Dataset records
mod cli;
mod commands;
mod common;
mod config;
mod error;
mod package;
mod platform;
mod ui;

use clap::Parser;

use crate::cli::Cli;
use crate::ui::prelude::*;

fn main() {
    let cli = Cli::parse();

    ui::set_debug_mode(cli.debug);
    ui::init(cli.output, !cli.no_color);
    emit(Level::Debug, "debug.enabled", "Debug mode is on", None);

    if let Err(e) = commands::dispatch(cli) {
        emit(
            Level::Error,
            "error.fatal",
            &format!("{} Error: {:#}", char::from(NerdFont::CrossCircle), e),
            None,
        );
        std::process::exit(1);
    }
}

» **Exercise**
Send back every record, precisely as written.

» **Result**
mod cli;
mod commands;
mod common;
mod config;
mod error;
mod package;
mod platform;
mod ui;

use clap::Parser;

use crate::cli::Cli;
use crate::ui::prelude::*;

fn main() {
    let cli = Cli::parse();

    ui::set_debug_mode(cli.debug);
    ui::init(cli.output, !cli.no_color);
    emit(Level::Debug, "debug.enabled", "Debug mode is on", None);

    if let Err(e) = commands::dispatch(cli) {
        emit(
            Level::Error,
            "error.fatal",
            &format!("{} Error: {:#}", char::from(NerdFont::CrossCircle), e),
            None,
        );
        std::process::exit(1);
    }
}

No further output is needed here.